Und es ist bestimmt kein Zufall, daß die hier präsentierten Arbeiten quasi über Jahrzehnte bloß als Skizzen, als Modelle existierten, bevor sie für diese Ausstellung erstmals in Bronze gegossen wurden und wenn ich an Bronze denke, dann impliziert das für mich gleichsam automatisch Dauerhaftigkeit wie kaum ein anderes Material. Die Plastiken erhalten damit einen neuen Kontext, vom Status des Modells, der Skizze sind sie nunmehr in den Status der Dauerhaftigkeit und damit auch in einen Zustand der Abgeschlossenheit transformiert. Und ich interpretiere das auch als Hinweis auf einen Wendepunkt im kreativen Schaffen von Axel StaudOinger. Die Bronzeplastiken sind vorgesehen in einer Auflage von je 5 STück, wobei jedes einzelne Stück ein Unikat darstellt, weil jedes einzelne zuvor vor dem Guß einzeln geformt wird nach dem Prinzip der verlorenen Form.

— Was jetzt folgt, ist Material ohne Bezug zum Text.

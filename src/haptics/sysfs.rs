//! Kernel vibrator control through sysfs
//!
//! Two interfaces exist: the legacy `timed_output` class (write a duration
//! in ms to `enable`) and the LED class with the `transient` trigger
//! (`duration` then `activate`).

use super::HapticDevice;
use crate::{NvdaError, Result};
use log::{debug, info};
use std::fs;
use std::path::{Path, PathBuf};

pub const SYSFS_CLASS_ROOT: &str = "/sys/class";

#[derive(Debug, Clone, PartialEq)]
enum Interface {
    TimedOutput(PathBuf),
    Led(PathBuf),
}

/// A phone-style vibration motor
pub struct SysfsVibrator {
    interface: Interface,
    connected: bool,
}

impl SysfsVibrator {
    /// Look for a vibrator under a sysfs class root (normally `/sys/class`)
    pub fn detect(root: &Path) -> Option<Self> {
        let timed = root.join("timed_output/vibrator");
        let led = root.join("leds/vibrator");
        let interface = if timed.join("enable").exists() {
            Interface::TimedOutput(timed)
        } else if led.join("activate").exists() {
            Interface::Led(led)
        } else {
            return None;
        };
        debug!("Found vibrator: {:?}", interface);
        Some(Self {
            interface,
            connected: false,
        })
    }

    fn write(path: &Path, value: &str) -> Result<()> {
        fs::write(path, value)
            .map_err(|e| NvdaError::Haptics(format!("Cannot write {:?}: {}", path, e)))
    }
}

impl HapticDevice for SysfsVibrator {
    fn connect(&mut self) -> Result<()> {
        self.connected = true;
        info!("Vibrator ready ({:?})", self.interface);
        Ok(())
    }

    fn disconnect(&mut self) -> Result<()> {
        if self.connected {
            self.stop()?;
            self.connected = false;
        }
        Ok(())
    }

    /// The motor has no amplitude control; zero intensity skips the pulse
    fn pulse(&mut self, ms: u32, intensity: f32) -> Result<()> {
        if intensity <= 0.0 || ms == 0 {
            return Ok(());
        }
        match &self.interface {
            Interface::TimedOutput(dir) => Self::write(&dir.join("enable"), &ms.to_string()),
            Interface::Led(dir) => {
                Self::write(&dir.join("duration"), &ms.to_string())?;
                Self::write(&dir.join("activate"), "1")
            }
        }
    }

    fn stop(&mut self) -> Result<()> {
        match &self.interface {
            Interface::TimedOutput(dir) => Self::write(&dir.join("enable"), "0"),
            Interface::Led(dir) => Self::write(&dir.join("activate"), "0"),
        }
    }

    fn name(&self) -> &'static str {
        match self.interface {
            Interface::TimedOutput(_) => "timed_output",
            Interface::Led(_) => "leds",
        }
    }
}

#[cfg(test)]
mod tests {
    use super::*;
    use tempfile::TempDir;

    #[test]
    fn test_detect_none() {
        let dir = TempDir::new().unwrap();
        assert!(SysfsVibrator::detect(dir.path()).is_none());
    }

    #[test]
    fn test_timed_output() {
        let dir = TempDir::new().unwrap();
        let vib = dir.path().join("timed_output/vibrator");
        fs::create_dir_all(&vib).unwrap();
        fs::write(vib.join("enable"), "0").unwrap();

        let mut dev = SysfsVibrator::detect(dir.path()).unwrap();
        assert_eq!(dev.name(), "timed_output");
        dev.connect().unwrap();
        dev.pulse(120, 0.5).unwrap();
        assert_eq!(fs::read_to_string(vib.join("enable")).unwrap(), "120");
        dev.stop().unwrap();
        assert_eq!(fs::read_to_string(vib.join("enable")).unwrap(), "0");
    }

    #[test]
    fn test_led_class() {
        let dir = TempDir::new().unwrap();
        let vib = dir.path().join("leds/vibrator");
        fs::create_dir_all(&vib).unwrap();
        fs::write(vib.join("activate"), "0").unwrap();

        let mut dev = SysfsVibrator::detect(dir.path()).unwrap();
        dev.pulse(80, 1.0).unwrap();
        assert_eq!(fs::read_to_string(vib.join("duration")).unwrap(), "80");
        assert_eq!(fs::read_to_string(vib.join("activate")).unwrap(), "1");
    }
}
//! Keyboard input
//!
//! Key events are read straight from the evdev keyboards on a listener
//! thread, folded into gestures by the `InputManager` and mapped to screen
//! reader actions by the `Keymap`.

pub mod device;
pub mod event;
pub mod gesture;
pub mod keymap;
pub mod keys;
pub mod listener;
pub mod manager;

pub use device::{discover_keyboards, InputDevice, KeySource};
pub use event::{KeyEvent, KeyEventKind};
pub use gesture::{Gesture, KeyState, Modifiers};
pub use keymap::{Action, Binding, Keymap};
pub use keys::KeyCode;
pub use listener::{InputListener, KeySink};
pub use manager::InputManager;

Betrachten wir nun die „andere" 'Seite, so sind diese Plastiken sozusagen in einem Guß entstanden, nämlich innerhalb eines extrem kurzen Zeitraumes von nur ein paar Monaten. Hierzu möchte ich nur einige Bemerkungen anführen: Sehr klar vollzieht sich hier die Loslösung vom Vorbild Giacometti hin zur eigenständigen Ausformulierung und die einstmals in die Höhe strebenden Figuren konzentrieren sich zu Plastiken im Kleinstformat.
Eine Arbeit, die sich ganz anders präsentiert als von Staudinger gewohntes sind die Bilder an der Wand, sie sind Relikte/Reliquien wie sie der Künstler bezeichnet einer Aktion mit dem Titel „Über die Flüchtigkeit des Augenblickes", eine Aktion im Rahmen des Gaugin Festivals im vorigen Jahr. Der Künstler selbst dazu: „Mir ging es ausschließlich darum, etwas so Flüchtiges, wie eine Berührung zu konservieren und für mich wiedererlebbar zu machen, so lange ich lebe."
Abschließend möchte ich sie noch vorbei an neuen Bildern in das Hinterzimmer führen, um den Kreis zu schließen: eingangs erwähntes Atelier ist natürlich sehr viel mehr als Produktionsstätte des künstlerischen Schaffens, vielmehr ist das Atelier Ort der ganz besonderen Aufmerksamkeit, Keimzelle aller kreativen Prozesse und ist selbst immer wiederkehrender Gegenstand der Auseinandersetzung künstlerischer Produktion.
Ich möchte meine Einleitung mit einem Zitat des Künstlers und seinen Bezug zum Atelier beschließen: „Der Raum in meinem Atelier ist ständig im Fluß, erstarrt erst mit meinem Tod, ist nur faßbar als blitzlichtige Kristallisation des Augenblickes meines Verschwindens. Bis zu diesem Zeitpunkt sind die Wände, die mein Atelier umhüllen das einzig unveränderlich an diesem Gebilde. Nicht was dort passiert ist das Wunderbare, sondern, daß es gerade dort passiert und nur dort passiert..."
ich wünsche Ihnen noch ein spannendes Ausstellungeerlebnis, auch der kulinarischen Natur, und bedanke mich für Ihre Aufmerksamkeit.